Political science is a highly diverse field united around a core interest.  Political scientists study power, and especially power used for public purposes:  how it is created, organized, distributed, justified, used, resisted, and sometimes destroyed.  They study power both normatively and empirically.  They study it in different settings:  within states, among states, and in spaces that states do not (or no longer) control.  They consider past as well as contemporary patterns.  They use a wide array of approaches and methods to gain leverage on the even wider array of questions they pose.

The Department of Government at Dartmouth maintains the ancient Greek concern with the nature of order and governance at every level of social interaction. We are also attentive to communal failures and to the divisions, conflicts, and wars to which such failures give rise. We explore these issues from diverse perspectives. Faculty and students analyze texts, conduct surveys, experiments, interviews, and case studies, and collect and analyze quantitative data in their efforts to understand the political world.

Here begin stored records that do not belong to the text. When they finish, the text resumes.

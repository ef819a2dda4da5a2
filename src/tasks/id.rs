//! Task ID generation.
//!
//! A task id is its creation time in milliseconds since the Unix epoch. Two
//! tasks created within the same millisecond (or after a clock step back)
//! would collide, so the id is bumped past the largest id already in use.

use crate::error::{Error, Result};
use crate::tasks::models::Task;

/// Current time in milliseconds since the Unix epoch.
#[must_use]
pub fn now_millis() -> i64 {
    chrono::Utc::now().timestamp_millis()
}

/// Pick an id for a task created at `now_ms`, unique among `existing`.
///
/// # Errors
///
/// Returns [`Error::IdOverflow`] when the largest existing id is `i64::MAX`.
pub fn next_task_id(now_ms: i64, existing: &[Task]) -> Result<i64> {
    match existing.iter().map(|t| t.id).max() {
        Some(max) if max >= now_ms => max.checked_add(1).ok_or(Error::IdOverflow(max)),
        _ => Ok(now_ms),
    }
}
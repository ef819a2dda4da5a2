//! Command execution for the CLI.
//!
//! This module handles running CLI commands and producing output.

use crate::cli::Command;
use crate::config;
use crate::error::Result;
use crate::form::{RoughPart, TaskForm, ValidationError};
use crate::render::text;
use crate::tasks::DeadlineType;
use crate::tracker::Tracker;
use crate::view::{ViewScope, ViewState};
use serde::Serialize;
use std::path::{Path, PathBuf};
use std::process::ExitCode;

/// Output from running the CLI, with separate stdout and stderr messages.
#[derive(Debug)]
pub struct CliOutput {
    /// Exit code for the process.
    pub exit_code: ExitCode,
    /// Messages to print to stdout.
    pub stdout: Vec<String>,
    /// Messages to print to stderr.
    pub stderr: Vec<String>,
}

/// Arguments of the `add` command.
struct AddArgs {
    title: String,
    date: Option<String>,
    month: Option<String>,
    part: Option<String>,
    submit_to: Option<String>,
    cover: Option<PathBuf>,
    tags: Vec<String>,
    scope: Option<String>,
}

/// Run a CLI command against the data in `data_dir`.
pub fn run(command: Command, data_dir: &Path) -> CliOutput {
    match command {
        Command::Version => run_version(),
        Command::EnsureConfig => run_ensure_config(data_dir),
        Command::Add { title, date, month, part, submit_to, cover, tags, scope } => {
            let args = AddArgs { title, date, month, part, submit_to, cover, tags, scope };
            with_tracker(data_dir, |tracker| run_add(tracker, args))
        }
        Command::List { scope, tag, json } => {
            with_tracker(data_dir, |tracker| run_list(tracker, scope.as_deref(), tag, json))
        }
        Command::Show { id, json } => with_tracker(data_dir, |tracker| run_show(tracker, id, json)),
        Command::Complete { id } => with_tracker(data_dir, |tracker| {
            let task = tracker.toggle_complete(id)?;
            let state = if task.completed { "complete" } else { "incomplete" };
            Ok(success_output(format!("Marked task {id} {state}")))
        }),
        Command::Archive { id } => with_tracker(data_dir, |tracker| {
            let task = tracker.toggle_archive(id)?;
            let state = if task.archived { "Archived" } else { "Unarchived" };
            Ok(success_output(format!("{state} task {id}")))
        }),
        Command::Progress { id, value } => with_tracker(data_dir, |tracker| {
            let task = tracker.set_progress(id, value)?;
            Ok(success_output(format!("Set progress of task {id} to {}%", task.clamped_progress())))
        }),
        Command::Delete { id } => with_tracker(data_dir, |tracker| {
            let task = tracker.delete_task(id)?;
            Ok(success_output(format!("Deleted task {id}: {}", task.title)))
        }),
        Command::Image { id, out } => with_tracker(data_dir, |tracker| run_image(tracker, id, &out)),
    }
}

// === Utility Commands ===

fn run_version() -> CliOutput {
    success_output(format!("deadlines v{}", crate::VERSION))
}

fn run_ensure_config(data_dir: &Path) -> CliOutput {
    match config::ensure_config_in(data_dir) {
        Ok(config) => {
            let messages = vec![
                format!("Config ensured at {}", crate::paths::config_path(data_dir).display()),
                format!("  storage_quota_bytes: {}", config.storage_quota_bytes),
                format!("  cover_max_size: {}", config.cover_max_size),
                format!("  cover_quality: {}", config.cover_quality),
                format!("  cover_format: {}", config.cover_format.as_str()),
                format!("  debug_logging: {}", config.debug_logging),
            ];
            CliOutput { exit_code: ExitCode::SUCCESS, stdout: messages, stderr: vec![] }
        }
        Err(e) => error_output(format!("Error ensuring config: {e}")),
    }
}

// === Task Commands ===

/// Open the tracker, run `f`, and attach any warnings raised on the way.
fn with_tracker<F>(data_dir: &Path, f: F) -> CliOutput
where
    F: FnOnce(&mut Tracker) -> Result<CliOutput>,
{
    let mut tracker = match Tracker::open(data_dir) {
        Ok(tracker) => tracker,
        Err(e) => return error_output(format!("Error opening data in {}: {e}", data_dir.display())),
    };

    let mut output = f(&mut tracker).unwrap_or_else(|e| error_output(format!("Error: {e}")));
    let mut stderr: Vec<String> =
        tracker.take_warnings().into_iter().map(|w| format!("Warning: {w}")).collect();
    stderr.append(&mut output.stderr);
    output.stderr = stderr;
    output
}

fn run_add(tracker: &mut Tracker, args: AddArgs) -> Result<CliOutput> {
    if let Some(scope) = args.scope.as_deref() {
        tracker.set_scope(scope.parse()?);
    }

    let mut form = TaskForm {
        title: args.title,
        submit_to: args.submit_to.unwrap_or_default(),
        tag_ids: args.tags,
        ..TaskForm::default()
    };
    match (args.month, args.part) {
        (Some(month), part) => {
            form.deadline_type = DeadlineType::Rough;
            form.month = month;
            if let Some(part) = part {
                form.part = part.parse::<RoughPart>()?;
            }
        }
        (None, Some(_)) => return Err(ValidationError::PartWithoutMonth.into()),
        (None, None) => form.date = args.date.unwrap_or_default(),
    }
    if let Some(path) = args.cover {
        form.cover_image = Some(std::fs::read(path)?);
    }

    let task = tracker.submit(&mut form)?;
    Ok(success_output(format!(
        "Added task {}: {} ({}) [view: {}]",
        task.id,
        task.title,
        task.deadline_text(),
        tracker.view().scope
    )))
}

fn run_list(
    tracker: &mut Tracker,
    scope: Option<&str>,
    tag: Option<String>,
    json: bool,
) -> Result<CliOutput> {
    let view = match (scope.map(str::parse::<ViewScope>).transpose()?, tag) {
        (Some(ViewScope::Tag) | None, Some(tag)) => ViewState::tag(tag),
        (Some(scope), _) => ViewState::new(scope),
        (None, None) => ViewState::default(),
    };
    tracker.apply_view(view);

    let list = tracker.render();
    if json {
        return Ok(json_output(&list));
    }
    let patches = tracker.resolve_images(&list);
    Ok(success_output(text::render_list(&list, &patches)?))
}

fn run_show(tracker: &mut Tracker, id: i64, json: bool) -> Result<CliOutput> {
    tracker.set_scope(ViewScope::All);
    let list = tracker.render();
    let Some(card) = list.cards.iter().find(|c| c.id == id) else {
        return Ok(error_output(format!("Task not found: {id}")));
    };
    if json {
        return Ok(json_output(card));
    }
    let patches = tracker.resolve_images(&list);
    Ok(success_output(text::render_card(card, &patches)?))
}

fn run_image(tracker: &mut Tracker, id: i64, out: &Path) -> Result<CliOutput> {
    let record = tracker.image(id)?;
    std::fs::write(out, &record.blob)?;
    let created = chrono::DateTime::from_timestamp_millis(record.created_at)
        .map_or_else(|| record.created_at.to_string(), |dt| dt.to_rfc3339());
    Ok(success_output(format!(
        "Wrote image {id} ({} bytes, created {created}) to {}",
        record.blob.len(),
        out.display()
    )))
}

// === Helpers ===

fn json_output<T: Serialize>(value: &T) -> CliOutput {
    match serde_json::to_string_pretty(value) {
        Ok(json) => CliOutput { exit_code: ExitCode::SUCCESS, stdout: vec![json], stderr: vec![] },
        Err(e) => error_output(e.to_string()),
    }
}

fn success_output(message: String) -> CliOutput {
    CliOutput { exit_code: ExitCode::SUCCESS, stdout: vec![message], stderr: vec![] }
}

fn error_output(message: String) -> CliOutput {
    CliOutput { exit_code: ExitCode::from(1), stdout: vec![], stderr: vec![message] }
}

The Department is committed to the proposition that outstanding scholarship and outstanding teaching are complementary and mutually reinforcing. Many of our faculty are prominent researchers, addressing enduring problems including, for example, the sources and resolution of international and civil conflicts, the development of representative institutions in new democracies, the defense of civil and human rights, the value of partisanship, gender bias in political campaigns, the persistence of mistaken beliefs in public opinion, the consequences of American power for the future course of international relations, the causes of genocide and prospects for its prevention, the detection of electoral fraud, and the proper level of autonomy for religious communities within liberal states. These issues attract students to Government classes in large numbers.